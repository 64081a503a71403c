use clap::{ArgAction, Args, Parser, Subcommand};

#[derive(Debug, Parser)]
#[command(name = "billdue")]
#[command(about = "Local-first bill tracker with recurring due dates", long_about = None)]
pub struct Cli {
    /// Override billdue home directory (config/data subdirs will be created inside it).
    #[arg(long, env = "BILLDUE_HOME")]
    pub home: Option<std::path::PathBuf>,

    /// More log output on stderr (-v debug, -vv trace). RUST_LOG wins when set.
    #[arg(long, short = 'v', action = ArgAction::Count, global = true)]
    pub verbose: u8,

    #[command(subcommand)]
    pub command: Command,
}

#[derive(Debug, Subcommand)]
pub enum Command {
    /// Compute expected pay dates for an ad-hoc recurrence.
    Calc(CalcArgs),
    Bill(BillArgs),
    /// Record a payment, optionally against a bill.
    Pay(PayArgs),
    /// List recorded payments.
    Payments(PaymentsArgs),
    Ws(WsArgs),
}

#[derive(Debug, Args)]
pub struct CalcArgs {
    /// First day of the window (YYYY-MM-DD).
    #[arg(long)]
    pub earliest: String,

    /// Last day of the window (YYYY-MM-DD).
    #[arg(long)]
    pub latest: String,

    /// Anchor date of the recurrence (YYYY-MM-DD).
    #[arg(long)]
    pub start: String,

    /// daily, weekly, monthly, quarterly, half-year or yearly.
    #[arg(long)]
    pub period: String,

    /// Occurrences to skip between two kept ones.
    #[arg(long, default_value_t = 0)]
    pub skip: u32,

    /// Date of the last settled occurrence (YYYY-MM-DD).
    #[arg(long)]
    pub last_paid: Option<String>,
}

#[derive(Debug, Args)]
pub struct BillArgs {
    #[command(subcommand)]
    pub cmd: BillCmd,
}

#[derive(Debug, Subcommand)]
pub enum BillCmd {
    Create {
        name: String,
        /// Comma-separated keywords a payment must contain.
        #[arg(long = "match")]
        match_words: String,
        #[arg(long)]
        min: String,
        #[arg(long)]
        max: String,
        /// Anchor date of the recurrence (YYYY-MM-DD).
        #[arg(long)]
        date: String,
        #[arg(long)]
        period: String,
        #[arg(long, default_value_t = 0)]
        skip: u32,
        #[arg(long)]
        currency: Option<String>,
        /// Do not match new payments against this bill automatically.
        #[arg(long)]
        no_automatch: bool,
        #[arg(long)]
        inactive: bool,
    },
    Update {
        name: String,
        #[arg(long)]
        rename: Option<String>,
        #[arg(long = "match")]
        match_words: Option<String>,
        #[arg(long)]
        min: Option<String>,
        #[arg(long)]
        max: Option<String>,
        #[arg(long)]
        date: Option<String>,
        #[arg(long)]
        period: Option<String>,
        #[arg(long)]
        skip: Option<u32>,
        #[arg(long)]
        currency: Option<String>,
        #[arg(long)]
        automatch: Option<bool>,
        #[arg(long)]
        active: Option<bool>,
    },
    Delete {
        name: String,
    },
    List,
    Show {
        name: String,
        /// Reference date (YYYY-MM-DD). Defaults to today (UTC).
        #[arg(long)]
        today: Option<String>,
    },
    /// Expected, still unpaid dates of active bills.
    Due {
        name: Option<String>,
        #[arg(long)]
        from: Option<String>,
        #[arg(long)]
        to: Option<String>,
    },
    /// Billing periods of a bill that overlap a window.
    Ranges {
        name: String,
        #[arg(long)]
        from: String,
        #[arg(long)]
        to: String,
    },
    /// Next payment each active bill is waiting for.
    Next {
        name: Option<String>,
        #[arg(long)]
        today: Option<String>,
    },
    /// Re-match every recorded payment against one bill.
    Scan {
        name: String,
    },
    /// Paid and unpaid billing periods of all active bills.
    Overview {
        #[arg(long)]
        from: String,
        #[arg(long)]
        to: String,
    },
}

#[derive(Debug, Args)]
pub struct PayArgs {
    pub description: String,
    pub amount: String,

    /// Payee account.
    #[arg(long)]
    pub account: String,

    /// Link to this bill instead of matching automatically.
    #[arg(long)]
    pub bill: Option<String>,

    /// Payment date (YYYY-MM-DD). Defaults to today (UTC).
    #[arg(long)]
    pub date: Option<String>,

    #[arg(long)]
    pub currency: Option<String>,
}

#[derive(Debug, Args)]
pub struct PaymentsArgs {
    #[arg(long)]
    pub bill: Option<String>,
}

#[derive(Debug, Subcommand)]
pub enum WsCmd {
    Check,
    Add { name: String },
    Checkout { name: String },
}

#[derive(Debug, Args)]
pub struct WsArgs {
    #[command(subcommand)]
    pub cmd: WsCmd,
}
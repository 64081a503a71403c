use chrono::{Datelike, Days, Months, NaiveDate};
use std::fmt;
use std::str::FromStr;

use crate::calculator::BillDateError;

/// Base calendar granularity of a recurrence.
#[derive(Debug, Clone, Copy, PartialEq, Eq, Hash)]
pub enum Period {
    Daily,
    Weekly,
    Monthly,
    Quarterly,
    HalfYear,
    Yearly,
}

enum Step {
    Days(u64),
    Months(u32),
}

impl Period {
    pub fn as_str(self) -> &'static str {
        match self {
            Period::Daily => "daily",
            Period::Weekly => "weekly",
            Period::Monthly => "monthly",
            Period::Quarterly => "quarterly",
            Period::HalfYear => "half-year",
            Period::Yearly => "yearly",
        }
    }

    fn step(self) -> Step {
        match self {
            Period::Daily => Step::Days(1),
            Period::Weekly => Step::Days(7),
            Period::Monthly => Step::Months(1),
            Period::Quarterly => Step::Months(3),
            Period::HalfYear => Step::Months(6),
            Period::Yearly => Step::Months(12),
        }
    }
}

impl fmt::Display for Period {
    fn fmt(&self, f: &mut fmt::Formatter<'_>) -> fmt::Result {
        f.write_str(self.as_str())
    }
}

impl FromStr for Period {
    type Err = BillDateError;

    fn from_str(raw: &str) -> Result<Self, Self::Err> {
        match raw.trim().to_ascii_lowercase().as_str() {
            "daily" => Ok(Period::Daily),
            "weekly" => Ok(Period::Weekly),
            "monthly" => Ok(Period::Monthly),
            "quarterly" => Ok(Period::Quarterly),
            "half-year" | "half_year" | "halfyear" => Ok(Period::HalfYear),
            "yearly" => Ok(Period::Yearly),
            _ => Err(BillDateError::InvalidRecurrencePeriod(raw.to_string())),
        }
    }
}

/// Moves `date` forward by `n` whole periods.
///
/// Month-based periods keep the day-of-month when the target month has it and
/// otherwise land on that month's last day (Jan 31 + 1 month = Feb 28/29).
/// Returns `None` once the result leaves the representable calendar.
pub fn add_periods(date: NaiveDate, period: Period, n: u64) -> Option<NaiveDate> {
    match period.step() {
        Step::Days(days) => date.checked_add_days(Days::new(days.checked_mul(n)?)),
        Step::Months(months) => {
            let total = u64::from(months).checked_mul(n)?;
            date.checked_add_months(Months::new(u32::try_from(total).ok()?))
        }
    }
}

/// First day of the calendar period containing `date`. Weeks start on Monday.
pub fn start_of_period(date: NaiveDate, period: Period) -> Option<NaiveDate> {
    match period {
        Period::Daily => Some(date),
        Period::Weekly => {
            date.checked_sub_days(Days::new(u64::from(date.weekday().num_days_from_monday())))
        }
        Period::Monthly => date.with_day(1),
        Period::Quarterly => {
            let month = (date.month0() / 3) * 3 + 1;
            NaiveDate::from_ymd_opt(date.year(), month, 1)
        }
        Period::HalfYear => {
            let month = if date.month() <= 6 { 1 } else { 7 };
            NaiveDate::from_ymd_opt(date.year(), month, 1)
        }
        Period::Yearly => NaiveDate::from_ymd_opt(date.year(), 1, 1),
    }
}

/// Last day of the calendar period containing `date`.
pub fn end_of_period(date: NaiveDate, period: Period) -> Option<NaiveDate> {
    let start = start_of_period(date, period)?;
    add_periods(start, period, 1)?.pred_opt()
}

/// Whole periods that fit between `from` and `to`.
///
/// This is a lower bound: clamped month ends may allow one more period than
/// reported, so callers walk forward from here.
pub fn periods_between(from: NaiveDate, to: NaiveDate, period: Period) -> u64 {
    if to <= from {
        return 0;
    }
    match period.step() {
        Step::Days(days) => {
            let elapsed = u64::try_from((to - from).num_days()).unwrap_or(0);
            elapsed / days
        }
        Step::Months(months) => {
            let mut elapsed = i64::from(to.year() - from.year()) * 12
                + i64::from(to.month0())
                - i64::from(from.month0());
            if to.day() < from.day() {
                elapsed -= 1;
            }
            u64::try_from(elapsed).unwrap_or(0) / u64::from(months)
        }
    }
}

★ ★ ★

Problem statement -> Give back exactly the lines from the beginning of the records through the line containing "pub enum Command", and only those.

The completed task ->
repository 64081a503a71403c
use clap::{ArgAction, Args, Parser, Subcommand};

#[derive(Debug, Parser)]
#[command(name = "billdue")]
#[command(about = "Local-first bill tracker with recurring due dates", long_about = None)]
pub struct Cli {
    /// Override billdue home directory (config/data subdirs will be created inside it).
    #[arg(long, env = "BILLDUE_HOME")]
    pub home: Option<std::path::PathBuf>,

    /// More log output on stderr (-v debug, -vv trace). RUST_LOG wins when set.
    #[arg(long, short = 'v', action = ArgAction::Count, global = true)]
    pub verbose: u8,

    #[command(subcommand)]
    pub command: Command,
}

#[derive(Debug, Subcommand)]
pub enum Command {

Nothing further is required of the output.